Input records section start

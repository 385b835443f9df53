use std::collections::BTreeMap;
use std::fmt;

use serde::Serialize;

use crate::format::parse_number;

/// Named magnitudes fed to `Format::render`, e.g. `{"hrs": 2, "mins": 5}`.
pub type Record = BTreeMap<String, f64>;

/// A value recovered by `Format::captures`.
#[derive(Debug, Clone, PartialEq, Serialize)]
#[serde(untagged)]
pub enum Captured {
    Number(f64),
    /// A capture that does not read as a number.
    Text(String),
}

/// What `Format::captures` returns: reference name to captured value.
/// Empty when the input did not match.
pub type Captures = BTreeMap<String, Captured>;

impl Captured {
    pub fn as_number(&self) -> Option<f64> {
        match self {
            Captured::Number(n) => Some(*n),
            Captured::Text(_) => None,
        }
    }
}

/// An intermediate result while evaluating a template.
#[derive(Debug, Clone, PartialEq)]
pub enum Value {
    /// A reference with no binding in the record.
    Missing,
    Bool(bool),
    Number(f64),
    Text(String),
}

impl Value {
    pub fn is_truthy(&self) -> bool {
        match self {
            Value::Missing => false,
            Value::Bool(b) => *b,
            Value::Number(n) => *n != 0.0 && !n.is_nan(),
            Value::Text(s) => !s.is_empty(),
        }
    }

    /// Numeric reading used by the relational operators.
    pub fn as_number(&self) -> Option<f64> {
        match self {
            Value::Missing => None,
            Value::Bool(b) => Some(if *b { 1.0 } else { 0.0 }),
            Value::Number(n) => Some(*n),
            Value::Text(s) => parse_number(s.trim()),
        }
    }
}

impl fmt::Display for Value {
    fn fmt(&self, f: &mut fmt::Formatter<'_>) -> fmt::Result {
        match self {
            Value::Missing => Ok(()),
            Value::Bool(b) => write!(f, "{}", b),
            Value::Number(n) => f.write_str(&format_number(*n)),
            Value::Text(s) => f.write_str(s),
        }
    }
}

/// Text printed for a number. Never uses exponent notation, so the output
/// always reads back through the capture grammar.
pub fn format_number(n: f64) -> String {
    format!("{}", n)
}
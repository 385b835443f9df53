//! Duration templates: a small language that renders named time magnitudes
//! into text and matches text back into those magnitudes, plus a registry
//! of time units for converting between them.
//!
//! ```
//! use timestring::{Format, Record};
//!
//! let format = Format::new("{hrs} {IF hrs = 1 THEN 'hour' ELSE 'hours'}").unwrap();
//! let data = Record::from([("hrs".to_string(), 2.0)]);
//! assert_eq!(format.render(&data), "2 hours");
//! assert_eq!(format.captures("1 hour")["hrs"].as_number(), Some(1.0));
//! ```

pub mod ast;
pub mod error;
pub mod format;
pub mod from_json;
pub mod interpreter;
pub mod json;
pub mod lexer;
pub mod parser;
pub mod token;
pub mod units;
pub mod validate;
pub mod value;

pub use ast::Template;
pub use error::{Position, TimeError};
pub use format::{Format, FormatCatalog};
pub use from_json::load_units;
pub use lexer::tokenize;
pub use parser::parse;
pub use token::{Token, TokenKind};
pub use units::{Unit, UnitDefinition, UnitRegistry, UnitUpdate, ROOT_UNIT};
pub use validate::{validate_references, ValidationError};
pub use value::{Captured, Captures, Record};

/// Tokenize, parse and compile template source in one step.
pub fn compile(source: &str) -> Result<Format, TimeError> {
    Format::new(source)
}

Input records section end
Input records section start

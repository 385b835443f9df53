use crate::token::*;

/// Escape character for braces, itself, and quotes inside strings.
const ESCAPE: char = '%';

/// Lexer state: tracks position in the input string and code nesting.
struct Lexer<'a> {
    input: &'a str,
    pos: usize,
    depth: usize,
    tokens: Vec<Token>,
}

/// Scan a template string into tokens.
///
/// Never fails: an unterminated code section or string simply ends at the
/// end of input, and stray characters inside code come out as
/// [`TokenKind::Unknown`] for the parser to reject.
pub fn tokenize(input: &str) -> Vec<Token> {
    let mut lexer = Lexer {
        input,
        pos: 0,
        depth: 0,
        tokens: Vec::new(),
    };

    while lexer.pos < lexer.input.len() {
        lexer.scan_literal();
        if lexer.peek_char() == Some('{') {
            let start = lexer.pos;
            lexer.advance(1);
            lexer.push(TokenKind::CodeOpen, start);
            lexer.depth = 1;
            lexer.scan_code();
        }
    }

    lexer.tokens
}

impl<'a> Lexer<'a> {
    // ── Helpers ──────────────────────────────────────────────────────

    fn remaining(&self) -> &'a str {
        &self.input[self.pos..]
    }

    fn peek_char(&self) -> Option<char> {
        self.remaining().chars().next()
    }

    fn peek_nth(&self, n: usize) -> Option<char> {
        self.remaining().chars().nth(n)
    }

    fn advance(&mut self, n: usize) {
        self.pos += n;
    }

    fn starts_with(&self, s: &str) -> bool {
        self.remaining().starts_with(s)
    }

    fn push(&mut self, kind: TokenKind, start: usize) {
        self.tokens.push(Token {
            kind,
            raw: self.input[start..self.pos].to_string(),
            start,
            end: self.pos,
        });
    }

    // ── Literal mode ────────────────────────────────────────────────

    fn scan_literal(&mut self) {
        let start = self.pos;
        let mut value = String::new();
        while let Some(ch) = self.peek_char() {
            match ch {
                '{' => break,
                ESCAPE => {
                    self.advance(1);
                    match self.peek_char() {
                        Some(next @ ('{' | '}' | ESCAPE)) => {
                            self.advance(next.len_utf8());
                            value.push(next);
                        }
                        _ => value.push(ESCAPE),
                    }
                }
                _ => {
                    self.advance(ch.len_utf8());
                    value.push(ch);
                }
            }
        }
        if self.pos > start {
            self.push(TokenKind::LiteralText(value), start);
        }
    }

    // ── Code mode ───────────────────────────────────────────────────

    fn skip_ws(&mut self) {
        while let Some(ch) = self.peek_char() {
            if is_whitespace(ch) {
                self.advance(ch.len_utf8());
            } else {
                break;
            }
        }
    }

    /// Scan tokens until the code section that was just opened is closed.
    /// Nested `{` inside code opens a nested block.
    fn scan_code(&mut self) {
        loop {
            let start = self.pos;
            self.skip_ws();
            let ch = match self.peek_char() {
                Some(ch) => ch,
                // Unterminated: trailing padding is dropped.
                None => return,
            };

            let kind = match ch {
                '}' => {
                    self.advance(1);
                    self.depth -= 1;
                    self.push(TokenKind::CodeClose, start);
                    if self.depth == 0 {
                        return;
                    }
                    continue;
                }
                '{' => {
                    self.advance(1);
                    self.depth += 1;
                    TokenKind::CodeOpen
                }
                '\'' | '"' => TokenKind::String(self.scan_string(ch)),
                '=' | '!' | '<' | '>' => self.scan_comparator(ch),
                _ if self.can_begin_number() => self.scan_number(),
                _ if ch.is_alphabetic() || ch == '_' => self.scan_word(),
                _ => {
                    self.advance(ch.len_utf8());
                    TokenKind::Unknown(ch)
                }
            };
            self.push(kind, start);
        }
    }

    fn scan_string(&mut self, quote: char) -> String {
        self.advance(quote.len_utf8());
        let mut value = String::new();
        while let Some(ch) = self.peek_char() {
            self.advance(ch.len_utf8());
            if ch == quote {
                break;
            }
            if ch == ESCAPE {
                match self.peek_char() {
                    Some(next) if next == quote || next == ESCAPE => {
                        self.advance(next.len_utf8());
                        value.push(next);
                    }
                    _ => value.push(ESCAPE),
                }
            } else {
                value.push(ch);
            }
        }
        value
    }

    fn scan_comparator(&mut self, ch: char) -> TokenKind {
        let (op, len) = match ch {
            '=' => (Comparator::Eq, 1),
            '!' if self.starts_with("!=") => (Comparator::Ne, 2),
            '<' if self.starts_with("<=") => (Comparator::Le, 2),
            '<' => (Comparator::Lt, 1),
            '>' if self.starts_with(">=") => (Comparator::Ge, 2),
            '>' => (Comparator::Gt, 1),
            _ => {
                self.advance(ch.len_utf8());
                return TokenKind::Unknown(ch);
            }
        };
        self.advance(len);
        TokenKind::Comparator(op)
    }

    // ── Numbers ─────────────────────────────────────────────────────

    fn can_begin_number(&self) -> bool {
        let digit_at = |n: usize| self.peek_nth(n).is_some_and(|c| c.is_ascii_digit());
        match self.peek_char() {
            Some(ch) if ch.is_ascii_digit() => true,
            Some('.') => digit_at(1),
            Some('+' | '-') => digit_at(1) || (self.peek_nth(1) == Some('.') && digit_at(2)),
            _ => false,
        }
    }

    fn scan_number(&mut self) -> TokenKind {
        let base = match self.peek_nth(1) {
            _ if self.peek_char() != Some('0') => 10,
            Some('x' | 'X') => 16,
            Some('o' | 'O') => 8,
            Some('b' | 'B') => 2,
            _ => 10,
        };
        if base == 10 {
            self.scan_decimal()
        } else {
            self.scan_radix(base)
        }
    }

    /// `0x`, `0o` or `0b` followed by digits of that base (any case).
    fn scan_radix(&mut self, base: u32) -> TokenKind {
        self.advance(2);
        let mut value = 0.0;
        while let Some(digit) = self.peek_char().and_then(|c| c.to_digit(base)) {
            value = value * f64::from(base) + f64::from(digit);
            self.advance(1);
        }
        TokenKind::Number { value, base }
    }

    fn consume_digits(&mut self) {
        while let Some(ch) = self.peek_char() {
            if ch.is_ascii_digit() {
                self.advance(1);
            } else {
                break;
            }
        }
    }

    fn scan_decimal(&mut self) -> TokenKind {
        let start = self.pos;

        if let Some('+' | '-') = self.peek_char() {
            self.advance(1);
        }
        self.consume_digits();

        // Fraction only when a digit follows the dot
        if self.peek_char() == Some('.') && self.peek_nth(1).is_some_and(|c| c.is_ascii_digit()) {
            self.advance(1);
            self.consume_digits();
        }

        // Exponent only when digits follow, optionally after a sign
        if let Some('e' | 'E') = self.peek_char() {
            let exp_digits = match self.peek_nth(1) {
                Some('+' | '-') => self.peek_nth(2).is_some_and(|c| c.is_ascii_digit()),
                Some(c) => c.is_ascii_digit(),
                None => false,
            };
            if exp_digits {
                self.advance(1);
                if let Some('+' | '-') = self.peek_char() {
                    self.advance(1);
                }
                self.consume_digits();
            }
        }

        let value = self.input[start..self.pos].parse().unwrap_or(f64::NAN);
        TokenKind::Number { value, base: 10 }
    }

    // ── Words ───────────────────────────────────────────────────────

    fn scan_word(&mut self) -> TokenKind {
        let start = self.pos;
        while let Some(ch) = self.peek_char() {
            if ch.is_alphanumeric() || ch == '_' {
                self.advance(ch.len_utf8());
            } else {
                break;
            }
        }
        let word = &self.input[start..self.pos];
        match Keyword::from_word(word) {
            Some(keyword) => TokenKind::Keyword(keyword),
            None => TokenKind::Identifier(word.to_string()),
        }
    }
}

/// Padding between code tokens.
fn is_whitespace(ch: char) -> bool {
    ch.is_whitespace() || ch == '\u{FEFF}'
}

Input records section end

▶ Directions: The answer is a number alone: how many lines of the data contain the string "into"?

▶ Output below: 2